*** Opening Supplied material ***

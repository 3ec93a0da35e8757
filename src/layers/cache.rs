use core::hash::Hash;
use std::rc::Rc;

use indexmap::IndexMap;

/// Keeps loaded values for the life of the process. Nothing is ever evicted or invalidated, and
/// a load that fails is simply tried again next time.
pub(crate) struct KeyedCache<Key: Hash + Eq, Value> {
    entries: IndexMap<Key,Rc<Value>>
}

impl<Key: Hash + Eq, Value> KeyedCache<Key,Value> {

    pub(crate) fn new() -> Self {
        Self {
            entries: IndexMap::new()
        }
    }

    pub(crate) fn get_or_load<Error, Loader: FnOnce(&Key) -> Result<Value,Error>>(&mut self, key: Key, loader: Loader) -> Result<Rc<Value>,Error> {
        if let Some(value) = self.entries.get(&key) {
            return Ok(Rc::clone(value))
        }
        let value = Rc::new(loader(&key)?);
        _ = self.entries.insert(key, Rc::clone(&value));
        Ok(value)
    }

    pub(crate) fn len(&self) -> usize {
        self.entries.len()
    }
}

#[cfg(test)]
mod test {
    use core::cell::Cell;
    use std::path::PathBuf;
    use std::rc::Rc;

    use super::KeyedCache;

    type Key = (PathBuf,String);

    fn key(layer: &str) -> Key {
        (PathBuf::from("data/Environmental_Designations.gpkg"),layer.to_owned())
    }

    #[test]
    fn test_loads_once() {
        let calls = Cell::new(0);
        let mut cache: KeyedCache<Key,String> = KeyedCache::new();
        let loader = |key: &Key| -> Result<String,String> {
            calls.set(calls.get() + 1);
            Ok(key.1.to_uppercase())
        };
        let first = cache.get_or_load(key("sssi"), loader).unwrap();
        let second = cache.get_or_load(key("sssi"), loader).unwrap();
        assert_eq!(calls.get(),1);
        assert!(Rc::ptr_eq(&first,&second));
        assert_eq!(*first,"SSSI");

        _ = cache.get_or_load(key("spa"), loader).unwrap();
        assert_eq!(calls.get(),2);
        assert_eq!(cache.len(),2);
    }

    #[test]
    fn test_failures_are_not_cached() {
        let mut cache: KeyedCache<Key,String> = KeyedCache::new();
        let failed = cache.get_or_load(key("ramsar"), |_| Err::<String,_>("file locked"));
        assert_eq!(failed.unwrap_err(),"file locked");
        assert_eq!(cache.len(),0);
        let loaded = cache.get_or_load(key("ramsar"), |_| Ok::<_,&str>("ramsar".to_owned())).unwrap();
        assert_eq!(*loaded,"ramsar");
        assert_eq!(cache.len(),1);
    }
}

*** Closing Supplied material ***
*** Opening Supplied material ***

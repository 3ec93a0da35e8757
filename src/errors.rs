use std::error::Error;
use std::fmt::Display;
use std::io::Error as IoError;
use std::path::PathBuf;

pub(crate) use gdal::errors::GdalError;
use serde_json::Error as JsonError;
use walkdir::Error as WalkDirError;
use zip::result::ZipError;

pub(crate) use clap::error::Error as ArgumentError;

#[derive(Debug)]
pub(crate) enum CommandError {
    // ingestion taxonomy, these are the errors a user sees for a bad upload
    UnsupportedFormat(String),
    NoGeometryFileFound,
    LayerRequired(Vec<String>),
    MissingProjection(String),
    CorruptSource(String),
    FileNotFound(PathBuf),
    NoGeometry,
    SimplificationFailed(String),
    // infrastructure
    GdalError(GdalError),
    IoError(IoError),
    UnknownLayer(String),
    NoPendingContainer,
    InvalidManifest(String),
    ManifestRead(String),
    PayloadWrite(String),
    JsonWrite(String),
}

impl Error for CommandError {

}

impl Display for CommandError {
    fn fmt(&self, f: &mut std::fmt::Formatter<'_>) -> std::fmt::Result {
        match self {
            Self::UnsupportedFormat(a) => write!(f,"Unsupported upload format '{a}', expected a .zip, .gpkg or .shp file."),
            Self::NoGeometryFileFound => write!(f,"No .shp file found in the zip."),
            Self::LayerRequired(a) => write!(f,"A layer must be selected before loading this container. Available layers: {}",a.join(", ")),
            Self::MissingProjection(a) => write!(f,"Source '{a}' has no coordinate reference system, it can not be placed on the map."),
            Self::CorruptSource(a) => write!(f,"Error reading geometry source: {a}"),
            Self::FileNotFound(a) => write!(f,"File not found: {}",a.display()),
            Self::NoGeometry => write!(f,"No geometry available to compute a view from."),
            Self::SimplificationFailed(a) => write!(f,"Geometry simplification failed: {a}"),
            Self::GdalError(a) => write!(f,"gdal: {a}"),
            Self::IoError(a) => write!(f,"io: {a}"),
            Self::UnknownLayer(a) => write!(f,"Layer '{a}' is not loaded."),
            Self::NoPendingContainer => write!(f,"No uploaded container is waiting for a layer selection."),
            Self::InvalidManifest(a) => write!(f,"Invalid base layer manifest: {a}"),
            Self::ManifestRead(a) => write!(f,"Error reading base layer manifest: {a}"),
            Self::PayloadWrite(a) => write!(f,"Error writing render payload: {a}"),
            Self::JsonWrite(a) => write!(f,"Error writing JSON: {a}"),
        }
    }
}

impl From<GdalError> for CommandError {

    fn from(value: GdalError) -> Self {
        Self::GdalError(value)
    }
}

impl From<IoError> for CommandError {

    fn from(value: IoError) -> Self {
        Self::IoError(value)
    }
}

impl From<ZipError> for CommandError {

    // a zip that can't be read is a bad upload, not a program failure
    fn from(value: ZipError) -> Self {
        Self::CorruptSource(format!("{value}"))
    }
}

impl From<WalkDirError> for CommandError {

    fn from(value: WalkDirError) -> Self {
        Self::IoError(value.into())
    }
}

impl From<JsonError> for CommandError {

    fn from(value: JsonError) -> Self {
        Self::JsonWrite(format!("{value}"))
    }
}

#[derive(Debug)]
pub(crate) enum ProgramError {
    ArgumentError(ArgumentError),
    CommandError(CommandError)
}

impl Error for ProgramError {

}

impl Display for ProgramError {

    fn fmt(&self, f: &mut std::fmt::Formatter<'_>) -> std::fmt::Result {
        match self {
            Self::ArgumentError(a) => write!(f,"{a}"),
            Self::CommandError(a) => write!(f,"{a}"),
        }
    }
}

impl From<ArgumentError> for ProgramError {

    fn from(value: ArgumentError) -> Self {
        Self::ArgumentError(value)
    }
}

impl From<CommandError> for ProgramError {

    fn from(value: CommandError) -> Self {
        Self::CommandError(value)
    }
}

*** Closing Supplied material ***
*** Opening Supplied material ***

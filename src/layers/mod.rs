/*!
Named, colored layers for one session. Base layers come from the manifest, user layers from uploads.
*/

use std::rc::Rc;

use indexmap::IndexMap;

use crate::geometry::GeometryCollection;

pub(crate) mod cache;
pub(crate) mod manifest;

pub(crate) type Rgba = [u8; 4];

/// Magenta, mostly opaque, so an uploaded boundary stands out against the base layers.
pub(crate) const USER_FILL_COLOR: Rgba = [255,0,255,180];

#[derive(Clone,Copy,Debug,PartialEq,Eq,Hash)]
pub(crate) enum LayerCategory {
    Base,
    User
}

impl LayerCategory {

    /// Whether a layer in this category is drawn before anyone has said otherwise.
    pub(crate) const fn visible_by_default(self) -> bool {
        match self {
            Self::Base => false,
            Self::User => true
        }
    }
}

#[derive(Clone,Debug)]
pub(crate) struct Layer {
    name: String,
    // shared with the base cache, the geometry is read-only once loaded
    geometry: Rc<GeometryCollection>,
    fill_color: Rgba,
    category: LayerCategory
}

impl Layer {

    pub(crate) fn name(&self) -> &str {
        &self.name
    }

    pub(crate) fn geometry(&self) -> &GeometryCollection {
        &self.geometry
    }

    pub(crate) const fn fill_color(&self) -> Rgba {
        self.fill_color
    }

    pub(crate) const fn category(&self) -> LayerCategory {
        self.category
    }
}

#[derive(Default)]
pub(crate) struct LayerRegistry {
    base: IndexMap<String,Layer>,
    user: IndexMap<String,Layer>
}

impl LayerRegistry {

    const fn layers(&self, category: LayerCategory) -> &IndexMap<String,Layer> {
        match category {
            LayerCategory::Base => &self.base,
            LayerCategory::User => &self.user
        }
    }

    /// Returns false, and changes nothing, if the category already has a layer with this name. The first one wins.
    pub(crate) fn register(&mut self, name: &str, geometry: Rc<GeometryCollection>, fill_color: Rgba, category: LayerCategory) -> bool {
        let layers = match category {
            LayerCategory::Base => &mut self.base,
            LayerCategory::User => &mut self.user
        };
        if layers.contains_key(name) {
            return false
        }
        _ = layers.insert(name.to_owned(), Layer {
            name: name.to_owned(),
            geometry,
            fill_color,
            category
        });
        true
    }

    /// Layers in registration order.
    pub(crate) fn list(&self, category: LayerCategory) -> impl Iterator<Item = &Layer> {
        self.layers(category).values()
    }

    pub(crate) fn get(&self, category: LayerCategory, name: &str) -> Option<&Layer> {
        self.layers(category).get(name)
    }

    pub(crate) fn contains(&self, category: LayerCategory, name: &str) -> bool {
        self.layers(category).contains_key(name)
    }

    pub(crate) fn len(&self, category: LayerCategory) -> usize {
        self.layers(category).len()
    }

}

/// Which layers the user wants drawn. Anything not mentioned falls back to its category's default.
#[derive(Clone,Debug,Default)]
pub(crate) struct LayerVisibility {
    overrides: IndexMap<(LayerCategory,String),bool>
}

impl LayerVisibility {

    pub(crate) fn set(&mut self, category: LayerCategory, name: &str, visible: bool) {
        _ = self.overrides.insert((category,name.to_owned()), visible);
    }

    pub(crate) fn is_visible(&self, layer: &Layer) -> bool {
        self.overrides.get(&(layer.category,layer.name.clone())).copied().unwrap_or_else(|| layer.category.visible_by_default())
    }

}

*** Closing Supplied material ***

__What the task requires__: Lines that include the word "locked" are to be extracted from the data above.

__Solution for this exercise__:
        let failed = cache.get_or_load(key("ramsar"), |_| Err::<String,_>("file locked"));
        assert_eq!(failed.unwrap_err(),"file locked");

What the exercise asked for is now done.